= Instructions to follow =
In the listing that follows, copy out each line that includes the word "Outer".

= Information =

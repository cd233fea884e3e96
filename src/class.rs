//! The class model the collectors and discovery work against.
//!
//! A live JVM supplies these through JNI (see [`crate::runtime`]); offline
//! tooling and tests use [`crate::loader::ArchiveClassLoader`].

use std::any::Any;
use std::fmt;
use std::fs;
use std::hash::{Hash, Hasher};
use std::io::{self, Read};
use std::ops::Deref;
use std::path::Path;
use std::sync::Arc;

use crate::classfile;
use crate::error::Result;
use crate::names;

/// Identity of a class loader. `BOOT_LOADER` stands for "no loader".
pub type LoaderId = u64;

pub const BOOT_LOADER: LoaderId = 0;

/// How a class is declared.
#[derive(Debug, Clone, Copy, PartialEq, Eq, Hash)]
pub enum ClassKind {
    Primitive,
    Array,
    TopLevel,
    Member,
    Local,
    Anonymous,
}

impl ClassKind {
    /// Guesses the kind from a binary name using javac's naming scheme:
    /// `Outer$Inner` is a member, `Outer$1` anonymous, `Outer$1Local` local.
    pub fn from_binary_name(name: &str) -> ClassKind {
        if name.starts_with('[') {
            return ClassKind::Array;
        }
        let simple = names::simple_binary_name(name);
        let Some((_, last)) = simple.rsplit_once('$') else {
            return ClassKind::TopLevel;
        };
        let digits = last.bytes().take_while(u8::is_ascii_digit).count();
        match (digits, last.len()) {
            (0, 0) => ClassKind::TopLevel,
            (0, _) => ClassKind::Member,
            (d, len) if d == len => ClassKind::Anonymous,
            _ => ClassKind::Local,
        }
    }
}

/// A loaded (or loadable) JVM class.
pub trait JavaClass: Send + Sync + fmt::Debug {
    /// Binary name in source form, e.g. `com.example.Outer$Inner`.
    fn name(&self) -> &str;

    fn kind(&self) -> ClassKind;

    /// The defining loader; `None` for the boot loader.
    fn loader(&self) -> Option<Arc<dyn ClassLoader>>;

    /// Member classes declared directly by this class.
    fn declared_classes(&self) -> Result<Vec<ClassRef>>;

    fn as_any(&self) -> &dyn Any;
}

/// A source of class resources and class definitions.
pub trait ClassLoader: Send + Sync + fmt::Debug {
    fn id(&self) -> LoaderId;

    /// Opens a resource such as `com/example/Foo.class`.
    ///
    /// `Ok(None)` means the resource does not exist.
    fn open_resource(&self, path: &str) -> io::Result<Option<Box<dyn Read + Send>>>;

    /// Looks a class up by binary name. `Ok(None)` means class-not-found.
    fn load_class(&self, name: &str) -> Result<Option<ClassRef>>;
}

/// Shared handle to a class.
///
/// Two handles are equal when they name the same class in the same loader,
/// so they can be collected into sets without duplicates.
#[derive(Clone)]
pub struct ClassRef(Arc<dyn JavaClass>);

impl ClassRef {
    pub fn new<C: JavaClass + 'static>(class: C) -> Self {
        ClassRef(Arc::new(class))
    }

    pub fn from_arc(class: Arc<dyn JavaClass>) -> Self {
        ClassRef(class)
    }

    pub fn internal_name(&self) -> String {
        names::to_internal_name(self.0.name())
    }

    pub fn loader_id(&self) -> LoaderId {
        self.0.loader().map_or(BOOT_LOADER, |l| l.id())
    }

    pub fn key(&self) -> ClassKey {
        ClassKey {
            name: self.0.name().to_string(),
            loader: self.loader_id(),
        }
    }

    pub fn downcast_ref<T: 'static>(&self) -> Option<&T> {
        self.0.as_any().downcast_ref::<T>()
    }
}

impl Deref for ClassRef {
    type Target = dyn JavaClass;

    fn deref(&self) -> &Self::Target {
        &*self.0
    }
}

impl PartialEq for ClassRef {
    fn eq(&self, other: &Self) -> bool {
        Arc::ptr_eq(&self.0, &other.0)
            || (self.0.name() == other.0.name() && self.loader_id() == other.loader_id())
    }
}

impl Eq for ClassRef {}

impl Hash for ClassRef {
    fn hash<H: Hasher>(&self, state: &mut H) {
        self.0.name().hash(state);
        self.loader_id().hash(state);
    }
}

impl fmt::Debug for ClassRef {
    fn fmt(&self, f: &mut fmt::Formatter<'_>) -> fmt::Result {
        write!(f, "{}@{}", self.0.name(), self.loader_id())
    }
}

impl fmt::Display for ClassRef {
    fn fmt(&self, f: &mut fmt::Formatter<'_>) -> fmt::Result {
        f.write_str(self.0.name())
    }
}

/// Owned identity of a class: binary name plus loader.
#[derive(Debug, Clone, PartialEq, Eq, Hash)]
pub struct ClassKey {
    pub name: String,
    pub loader: LoaderId,
}

/// The bytes of one class file. Immutable once produced.
#[derive(Clone, PartialEq, Eq)]
pub struct ClassBytes(Arc<[u8]>);

impl ClassBytes {
    pub fn as_slice(&self) -> &[u8] {
        &self.0
    }

    pub fn len(&self) -> usize {
        self.0.len()
    }

    pub fn is_empty(&self) -> bool {
        self.0.is_empty()
    }

    pub fn to_vec(&self) -> Vec<u8> {
        self.0.to_vec()
    }

    /// The `this_class` name recorded in the bytes.
    pub fn qualified_name(&self) -> Result<String> {
        classfile::resolve_qualified_name(&self.0)
    }

    /// Writes the bytes to `path`, creating parent directories.
    pub fn write_to(&self, path: impl AsRef<Path>) -> io::Result<()> {
        let path = path.as_ref();
        if let Some(parent) = path.parent() {
            fs::create_dir_all(parent)?;
        }
        fs::write(path, &self.0)
    }
}

impl From<Vec<u8>> for ClassBytes {
    fn from(v: Vec<u8>) -> Self {
        ClassBytes(v.into())
    }
}

impl From<&[u8]> for ClassBytes {
    fn from(v: &[u8]) -> Self {
        ClassBytes(v.into())
    }
}

impl AsRef<[u8]> for ClassBytes {
    fn as_ref(&self) -> &[u8] {
        &self.0
    }
}

impl fmt::Debug for ClassBytes {
    fn fmt(&self, f: &mut fmt::Formatter<'_>) -> fmt::Result {
        write!(f, "ClassBytes({} bytes)", self.0.len())
    }
}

= Reply =
    /// `Outer$Inner` is a member, `Outer$1` anonymous, `Outer$1Local` local.
    /// Binary name in source form, e.g. `com.example.Outer$Inner`.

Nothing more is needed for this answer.